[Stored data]
..........

use crate::core::config::data::{path_display, Config};
use directories::ProjectDirs;
use std::error::Error as StdError;
use std::fmt;
use std::fs;
use std::io::Write;
use std::path::{Path, PathBuf};
use tempfile::NamedTempFile;

/// Errors that can occur when loading or saving configuration.
#[derive(Debug)]
pub enum ConfigError {
    /// Failed to read the configuration file from disk.
    Read {
        /// Path to the configuration file that could not be read.
        path: PathBuf,
        /// The underlying I/O error.
        source: std::io::Error,
    },

    /// Failed to parse the configuration file as valid TOML.
    Parse {
        /// Path to the configuration file with invalid TOML.
        path: PathBuf,
        /// The TOML deserialization error.
        source: toml::de::Error,
    },

    /// Failed to serialize the configuration.
    Serialize(toml::ser::Error),

    /// Failed to write the configuration file.
    Write {
        path: PathBuf,
        source: std::io::Error,
    },

    /// No home directory could be determined for the config file.
    NoConfigDir,
}

impl ConfigError {
    fn display_path(path: &Path) -> String {
        path_display(path)
    }
}

impl fmt::Display for ConfigError {
    fn fmt(&self, f: &mut fmt::Formatter<'_>) -> fmt::Result {
        match self {
            ConfigError::Read { path, source } => {
                write!(
                    f,
                    "Failed to read config at {}: {}",
                    Self::display_path(path),
                    source
                )
            }
            ConfigError::Parse { path, source } => {
                write!(
                    f,
                    "Failed to parse config at {}: {}",
                    Self::display_path(path),
                    source
                )
            }
            ConfigError::Serialize(source) => write!(f, "Failed to serialize config: {source}"),
            ConfigError::Write { path, source } => {
                write!(
                    f,
                    "Failed to write config at {}: {}",
                    Self::display_path(path),
                    source
                )
            }
            ConfigError::NoConfigDir => write!(f, "Failed to determine config directory"),
        }
    }
}

impl StdError for ConfigError {
    fn source(&self) -> Option<&(dyn StdError + 'static)> {
        match self {
            ConfigError::Read { source, .. } => Some(source),
            ConfigError::Parse { source, .. } => Some(source),
            ConfigError::Serialize(source) => Some(source),
            ConfigError::Write { source, .. } => Some(source),
            ConfigError::NoConfigDir => None,
        }
    }
}

impl Config {
    /// Missing files yield the default configuration.
    pub fn load_from_path(config_path: &Path) -> Result<Config, ConfigError> {
        if config_path.exists() {
            let contents = fs::read_to_string(config_path).map_err(|source| ConfigError::Read {
                path: config_path.to_path_buf(),
                source,
            })?;
            let config: Config =
                toml::from_str(&contents).map_err(|source| ConfigError::Parse {
                    path: config_path.to_path_buf(),
                    source,
                })?;
            Ok(config)
        } else {
            Ok(Config::default())
        }
    }

    pub fn save_to_path(&self, config_path: &Path) -> Result<(), ConfigError> {
        let write_error = |source| ConfigError::Write {
            path: config_path.to_path_buf(),
            source,
        };
        let parent = config_path
            .parent()
            .filter(|dir| !dir.as_os_str().is_empty());

        if let Some(dir) = parent {
            fs::create_dir_all(dir).map_err(write_error)?;
        }

        let contents = toml::to_string_pretty(self).map_err(ConfigError::Serialize)?;
        let mut temp_file = match parent {
            Some(dir) => NamedTempFile::new_in(dir),
            None => NamedTempFile::new(),
        }
        .map_err(write_error)?;

        temp_file
            .write_all(contents.as_bytes())
            .map_err(write_error)?;
        temp_file.as_file_mut().sync_all().map_err(write_error)?;
        temp_file
            .persist(config_path)
            .map_err(|err| write_error(err.error))?;
        Ok(())
    }

    pub fn config_path() -> Result<PathBuf, ConfigError> {
        let proj_dirs =
            ProjectDirs::from("org", "sonarchat", "sonarchat").ok_or(ConfigError::NoConfigDir)?;
        Ok(proj_dirs.config_dir().join("config.toml"))
    }

    /// Load the user's config file and apply environment overrides.
    pub fn load() -> Result<Config, ConfigError> {
        let mut config = Self::load_from_path(&Self::config_path()?)?;
        config.apply_env(|name| std::env::var(name).ok());
        Ok(config)
    }

    /// Load the file, apply `mutator`, and write it back. Environment
    /// overrides are never persisted.
    pub fn mutate<F, T, E>(mutator: F) -> Result<T, E>
    where
        F: FnOnce(&mut Config) -> Result<T, E>,
        E: From<ConfigError>,
    {
        Self::mutate_at(&Self::config_path()?, mutator)
    }

    pub fn mutate_at<F, T, E>(config_path: &Path, mutator: F) -> Result<T, E>
    where
        F: FnOnce(&mut Config) -> Result<T, E>,
        E: From<ConfigError>,
    {
        let mut config = Self::load_from_path(config_path)?;
        let result = mutator(&mut config)?;
        config.save_to_path(config_path)?;
        Ok(result)
    }
}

..........

What to do: Among the records, find every line holding the word "Some" and copy it.

Solution:
            ConfigError::Read { source, .. } => Some(source),
            ConfigError::Parse { source, .. } => Some(source),
            ConfigError::Serialize(source) => Some(source),
            ConfigError::Write { source, .. } => Some(source),
        if let Some(dir) = parent {
            Some(dir) => NamedTempFile::new_in(dir),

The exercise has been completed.